Patsone v. Pennsylvania, 232 U.S. 138, 34 S. Ct. 281, 58 L. Ed. 539, dealt with a statute of Pennsylvania which made it unlawful for any unnaturalized, foreign-born resident to kill any wild bird or animal, except in defense of person or property, and to that end made it unlawful for such foreign-born person to own or be possessed of a shotgun or rifle. The constitutionality of the statute was challenged as being a violation of the Fourteenth Amendment. In upholding the law the court said: "It is to be remembered that the subject of this whole discussion is wild game, which the State may preserve for its own citizens if it pleases. Geer v. Connecticut, 161 U.S. 519, 529."
In the case of McMillan v. Sims (Wash.) 231 P. 943, recently decided by the Supreme Court of this state, this language is employed: "Let us at the outset be reminded that in the regulation of and restrictions upon the taking of the fish from the waters of the state, the state is but dealing with its own property over which its control is as absolute as any other owner has over his property. In State v. Tice, 69 Wn. 403, 125 P. 168, 41 L.R.A. (N.S.) 469, we said: `The decisions of the courts in this country, so far as they have come to our notice, are all in unison in holding that there is no private right in the citizen to take fish or game, except as such right is either expressly or inferentially given by the state.'"
In the light of the foregoing authorities it seems unescapable that the state owns the food fish in the waters over which it has jurisdiction, the same as any other proprietor owns property, and that aliens and nonresidents of the state may be constitutionally denied the right to take fish within its borders. The power to make such disposition of the fish arises out of and is incidental to the ownership of the property.
Is the statute in question open to the charge that it denies Hroncich the right to engage in a lawful occupation, trade, or business, and denies Lubetich the right to contract with whomsoever he pleases, and hence is in conflict with the Fourteenth Amendment?
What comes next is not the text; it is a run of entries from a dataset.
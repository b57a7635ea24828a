//! DMA ring engine
//!
//! One common buffer, allocated and mapped once per `initialize()`, is carved
//! into four page-aligned regions:
//!
//! ```text
//! +----------------+----------------------+----------------+----------------------+
//! | RX descriptors | RX buffers (64 x 16K)| TX descriptors | TX buffers (8 x 16K) |
//! +----------------+----------------------+----------------+----------------------+
//! ```
//!
//! Each region's device address is the mapping's device address plus the
//! region offset, so CPU and device addresses differ by the same amount
//! everywhere in the buffer. Software only touches a descriptor between
//! "completion observed" and "re-posted"; the soft/hard pointer registers
//! carry the ownership handoff.

use alloc::vec::Vec;
use core::sync::atomic::{fence, Ordering};

use log::{debug, warn};

use crate::drivers::mmio::RegisterAccess;
use crate::drivers::net::netdev::EthernetError;
use crate::platform::{pages_for, DmaBuffer, Platform, PAGE_SIZE};

use super::descriptor::{RxDescriptor, TxDescriptor, DESCRIPTOR_SIZE};
use super::frame_io::InterruptStatus;
use super::regs::*;
use super::ring::RingIndex;
use super::EthernetContext;

/// Receive descriptors (and buffers)
pub const RX_RING_DEPTH: usize = 64;
/// Transmit descriptors (and buffers)
pub const TX_RING_DEPTH: usize = 8;
/// Bytes per receive or transmit buffer
pub const BUFFER_SIZE: usize = 16 * 1024;

pub type RxIndex = RingIndex<RX_RING_DEPTH>;
pub type TxIndex = RingIndex<TX_RING_DEPTH>;

#[derive(Debug, Clone, Copy, PartialEq, Eq)]
pub enum Region {
    RxDescriptors = 0,
    RxBuffers = 1,
    TxDescriptors = 2,
    TxBuffers = 3,
}

const REGIONS: [Region; 4] = [
    Region::RxDescriptors,
    Region::RxBuffers,
    Region::TxDescriptors,
    Region::TxBuffers,
];

impl Region {
    pub const fn bytes(self) -> usize {
        match self {
            Region::RxDescriptors => RX_RING_DEPTH * DESCRIPTOR_SIZE,
            Region::RxBuffers => RX_RING_DEPTH * BUFFER_SIZE,
            Region::TxDescriptors => TX_RING_DEPTH * DESCRIPTOR_SIZE,
            Region::TxBuffers => TX_RING_DEPTH * BUFFER_SIZE,
        }
    }

    /// Offset of the region from the start of the common buffer.
    pub const fn offset(self) -> usize {
        let mut offset = 0;
        let mut i = 0;
        while i < self as usize {
            offset += pages_for(REGIONS[i].bytes()) * PAGE_SIZE;
            i += 1;
        }
        offset
    }
}

/// Pages covering all four regions.
pub const ARENA_PAGES: usize = Region::TxBuffers.offset() / PAGE_SIZE
    + pages_for(Region::TxBuffers.bytes());

/// Bytes requested from the mapping.
pub const ARENA_BYTES: usize = ARENA_PAGES * PAGE_SIZE;

/// The common DMA buffer and its mapping.
///
/// Each half of the lifecycle is tracked separately so a failed allocation
/// can be undone piecewise by [`DmaArena::free`].
pub struct DmaArena<P: Platform> {
    buffer: Option<P::Buffer>,
    mapping: Option<P::MapToken>,
    cpu_base: usize,
    device_base: u32,
    mapped: bool,
}

impl<P: Platform> DmaArena<P> {
    pub const fn new() -> Self {
        Self {
            buffer: None,
            mapping: None,
            cpu_base: 0,
            device_base: 0,
            mapped: false,
        }
    }

    /// Buffer allocated and fully mapped.
    pub fn is_ready(&self) -> bool {
        self.mapped
    }

    /// Anything left to release.
    pub fn is_held(&self) -> bool {
        self.buffer.is_some() || self.mapping.is_some()
    }

    /// Allocate and map the common buffer.
    ///
    /// On error whatever was acquired stays recorded; call [`DmaArena::free`].
    pub fn allocate(&mut self, platform: &mut P) -> Result<(), EthernetError> {
        debug_assert!(!self.is_held(), "DMA arena allocated twice");
        let buffer = self.buffer.insert(platform.allocate_buffer(ARENA_PAGES)?);
        if buffer.len() < ARENA_BYTES {
            return Err(EthernetError::OutOfResources);
        }
        self.cpu_base = buffer.as_mut_ptr() as usize;

        let mapping = platform.map(buffer, ARENA_BYTES)?;
        self.mapping = Some(mapping.token);
        if mapping.mapped_bytes != ARENA_BYTES {
            warn!(
                "[PCH_GBE] DMA mapping short: {} of {} bytes",
                mapping.mapped_bytes, ARENA_BYTES
            );
            return Err(EthernetError::PartialMapping {
                requested: ARENA_BYTES,
                mapped: mapping.mapped_bytes,
            });
        }

        // Descriptors carry 32-bit buffer addresses
        let end = mapping.device_address + ARENA_BYTES as u64;
        if end > u64::from(u32::MAX) + 1 {
            warn!(
                "[PCH_GBE] DMA mapping {:#x} beyond 32-bit reach",
                mapping.device_address
            );
            return Err(EthernetError::OutOfResources);
        }
        self.device_base = mapping.device_address as u32;
        self.mapped = true;

        debug!(
            "[PCH_GBE] DMA arena: {} pages, device {:#010x}",
            ARENA_PAGES, self.device_base
        );
        Ok(())
    }

    /// Unmap then free, each only if present. Safe to call repeatedly.
    pub fn free(&mut self, platform: &mut P) {
        self.mapped = false;
        if let Some(token) = self.mapping.take() {
            platform.unmap(token);
        }
        if let Some(buffer) = self.buffer.take() {
            platform.free_buffer(buffer);
        }
        self.cpu_base = 0;
        self.device_base = 0;
    }

    /// Typed access to the regions, while mapped.
    pub fn view(&mut self) -> Option<ArenaView<'_>> {
        if !self.mapped {
            return None;
        }
        Some(ArenaView {
            cpu_base: self.cpu_base,
            device_base: self.device_base,
            _arena: core::marker::PhantomData,
        })
    }
}

impl<P: Platform> Default for DmaArena<P> {
    fn default() -> Self {
        Self::new()
    }
}

/// Borrowed view of a mapped arena.
pub struct ArenaView<'a> {
    cpu_base: usize,
    device_base: u32,
    _arena: core::marker::PhantomData<&'a mut ()>,
}

impl ArenaView<'_> {
    /// Device address of `offset` bytes into `region`.
    pub fn device_address(&self, region: Region, offset: usize) -> u32 {
        self.device_base + (region.offset() + offset) as u32
    }

    fn cpu_pointer(&self, region: Region, offset: usize) -> *mut u8 {
        debug_assert!(offset < region.bytes());
        (self.cpu_base + region.offset() + offset) as *mut u8
    }

    pub fn rx_descriptor(&mut self, index: RxIndex) -> &mut RxDescriptor {
        let ptr = self.cpu_pointer(Region::RxDescriptors, index.get() * DESCRIPTOR_SIZE);
        // SAFETY: the arena is mapped for the view's lifetime, the offset is
        // inside the region, and the region start is page aligned.
        unsafe { &mut *(ptr as *mut RxDescriptor) }
    }

    pub fn tx_descriptor(&mut self, index: TxIndex) -> &mut TxDescriptor {
        let ptr = self.cpu_pointer(Region::TxDescriptors, index.get() * DESCRIPTOR_SIZE);
        // SAFETY: as for rx_descriptor
        unsafe { &mut *(ptr as *mut TxDescriptor) }
    }

    pub fn rx_descriptor_address(&self, index: RxIndex) -> u32 {
        self.device_address(Region::RxDescriptors, index.get() * DESCRIPTOR_SIZE)
    }

    pub fn tx_descriptor_address(&self, index: TxIndex) -> u32 {
        self.device_address(Region::TxDescriptors, index.get() * DESCRIPTOR_SIZE)
    }

    pub fn rx_buffer_address(&self, index: RxIndex) -> u32 {
        self.device_address(Region::RxBuffers, index.get() * BUFFER_SIZE)
    }

    pub fn tx_buffer_address(&self, index: TxIndex) -> u32 {
        self.device_address(Region::TxBuffers, index.get() * BUFFER_SIZE)
    }

    pub fn rx_buffer(&self, index: RxIndex) -> &[u8] {
        let ptr = self.cpu_pointer(Region::RxBuffers, index.get() * BUFFER_SIZE);
        // SAFETY: BUFFER_SIZE bytes from ptr lie inside the RX buffer region
        unsafe { core::slice::from_raw_parts(ptr, BUFFER_SIZE) }
    }

    pub fn rx_buffer_mut(&mut self, index: RxIndex) -> &mut [u8] {
        let ptr = self.cpu_pointer(Region::RxBuffers, index.get() * BUFFER_SIZE);
        // SAFETY: as for rx_buffer, and the view is borrowed mutably
        unsafe { core::slice::from_raw_parts_mut(ptr, BUFFER_SIZE) }
    }

    pub fn tx_buffer(&self, index: TxIndex) -> &[u8] {
        let ptr = self.cpu_pointer(Region::TxBuffers, index.get() * BUFFER_SIZE);
        // SAFETY: BUFFER_SIZE bytes from ptr lie inside the TX buffer region
        unsafe { core::slice::from_raw_parts(ptr, BUFFER_SIZE) }
    }

    pub fn tx_buffer_mut(&mut self, index: TxIndex) -> &mut [u8] {
        let ptr = self.cpu_pointer(Region::TxBuffers, index.get() * BUFFER_SIZE);
        // SAFETY: as for tx_buffer, and the view is borrowed mutably
        unsafe { core::slice::from_raw_parts_mut(ptr, BUFFER_SIZE) }
    }
}

// ============================================================================
// Ring State
// ============================================================================

/// Receive ring bookkeeping.
#[derive(Debug)]
pub struct ReceiveRing {
    /// Last descriptor handed back to the controller
    pub receive_index: RxIndex,
}

impl ReceiveRing {
    pub const fn new() -> Self {
        Self {
            receive_index: RxIndex::last(),
        }
    }

    /// Descriptor software reads next.
    pub const fn next_index(&self) -> RxIndex {
        self.receive_index.next()
    }
}

/// Transmit ring bookkeeping: a single-producer, single-consumer queue.
#[derive(Debug)]
pub struct TransmitRing {
    /// Next free slot
    pub transmit_index: TxIndex,
    /// Oldest slot not yet retired
    pub complete_index: TxIndex,
    owners: [Option<Vec<u8>>; TX_RING_DEPTH],
}

impl TransmitRing {
    pub const fn new() -> Self {
        Self {
            transmit_index: TxIndex::new(0),
            complete_index: TxIndex::new(0),
            owners: [const { None }; TX_RING_DEPTH],
        }
    }

    pub fn is_full(&self) -> bool {
        self.transmit_index.next() == self.complete_index
    }

    pub fn is_empty(&self) -> bool {
        self.transmit_index == self.complete_index
    }

    pub fn in_flight(&self) -> usize {
        self.complete_index.distance_to(self.transmit_index)
    }

    /// Descriptors still free; one always stays empty.
    pub fn free_slots(&self) -> usize {
        TX_RING_DEPTH - 1 - self.in_flight()
    }

    /// Park the caller's buffer in `index` until its descriptor retires.
    pub fn park(&mut self, index: TxIndex, frame: Vec<u8>) {
        self.owners[index.get()] = Some(frame);
    }

    pub fn take(&mut self, index: TxIndex) -> Option<Vec<u8>> {
        self.owners[index.get()].take()
    }

    /// Forget every in-flight frame. Returns how many were dropped.
    pub fn clear(&mut self) -> usize {
        let dropped = self.owners.iter_mut().filter_map(Option::take).count();
        self.transmit_index = TxIndex::new(0);
        self.complete_index = TxIndex::new(0);
        dropped
    }
}

// ============================================================================
// Ring Initialization
// ============================================================================

/// Value of a descriptor ring SIZE register: ring bytes minus one descriptor.
pub const fn ring_size_register(depth: usize) -> u32 {
    (depth * DESCRIPTOR_SIZE - DESCRIPTOR_SIZE) as u32
}

impl<R: RegisterAccess, P: Platform> EthernetContext<R, P> {
    /// Post every receive descriptor, clear the transmit ring and point the
    /// controller at both rings.
    ///
    /// Frames still queued for transmit are dropped and counted.
    pub(crate) fn init_rings(&mut self) {
        let dropped = self.tx_ring.clear();
        if dropped != 0 {
            warn!("[PCH_GBE] dropped {} in-flight transmit frames", dropped);
            self.statistics.tx_total_frames += dropped as u64;
            self.statistics.tx_dropped_frames += dropped as u64;
        }
        self.rx_ring = ReceiveRing::new();
        self.interrupt_status.remove(InterruptStatus::RECEIVE | InterruptStatus::TRANSMIT);

        let Some(mut view) = self.arena.view() else {
            return;
        };

        for i in 0..RX_RING_DEPTH {
            let index = RxIndex::new(i);
            let address = view.rx_buffer_address(index);
            view.rx_descriptor(index).post(address);
        }
        for i in 0..TX_RING_DEPTH {
            view.tx_descriptor(TxIndex::new(i)).clear();
        }
        fence(Ordering::SeqCst);

        let rx_base = view.rx_descriptor_address(RxIndex::new(0));
        self.registers.write32(RX_DSC_BASE, rx_base);
        self.registers.write32(RX_DSC_SIZE, ring_size_register(RX_RING_DEPTH));
        self.registers.write32(RX_DSC_HW_P, rx_base);
        self.registers.write32(
            RX_DSC_SW_P,
            view.rx_descriptor_address(self.rx_ring.receive_index),
        );

        let tx_base = view.tx_descriptor_address(TxIndex::new(0));
        self.registers.write32(TX_DSC_BASE, tx_base);
        self.registers.write32(TX_DSC_SIZE, ring_size_register(TX_RING_DEPTH));
        self.registers.write32(TX_DSC_HW_P, tx_base);
        self.registers.write32(TX_DSC_SW_P, tx_base);
    }

    /// Index of the receive descriptor the controller fills next.
    pub(crate) fn receive_hard_index(&mut self) -> RxIndex {
        let base = self.registers.read32(RX_DSC_BASE);
        let hard = self.registers.read32(RX_DSC_HW_P);
        let slot = (hard.wrapping_sub(base) as usize) / DESCRIPTOR_SIZE;
        debug_assert!(slot < RX_RING_DEPTH, "RX hard pointer outside ring");
        RxIndex::new(slot)
    }
}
The cases of Heim v. McCall, 239 U.S. 175, 36 S. Ct. 78, 60 L. Ed. 206, Ann. Cas. 1917B, 287, and Crane v. New York, 239 U.S. 195, 36 S. Ct. 85, 60 L. Ed. 218, deal with the constitutionality of statutes forbidding contractors on public works from employing aliens. These statutes were held not to be in violation of the Fourteenth Amendment. In the matter of developing their public works, municipalities are dealing with their own property, and in consequence may prescribe such conditions as they see fit. "The principle that justifies these discriminations is that the common property of the state belongs to the people of the state, and hence that, in any distribution of that property, the citizen may be preferred." People v. Crane, 214 N.Y. 154, 108 N.E. 427. See, also, Atkin v. Kansas, 191 U.S. 207, 24 S. Ct. 124, 48 L. Ed. 148.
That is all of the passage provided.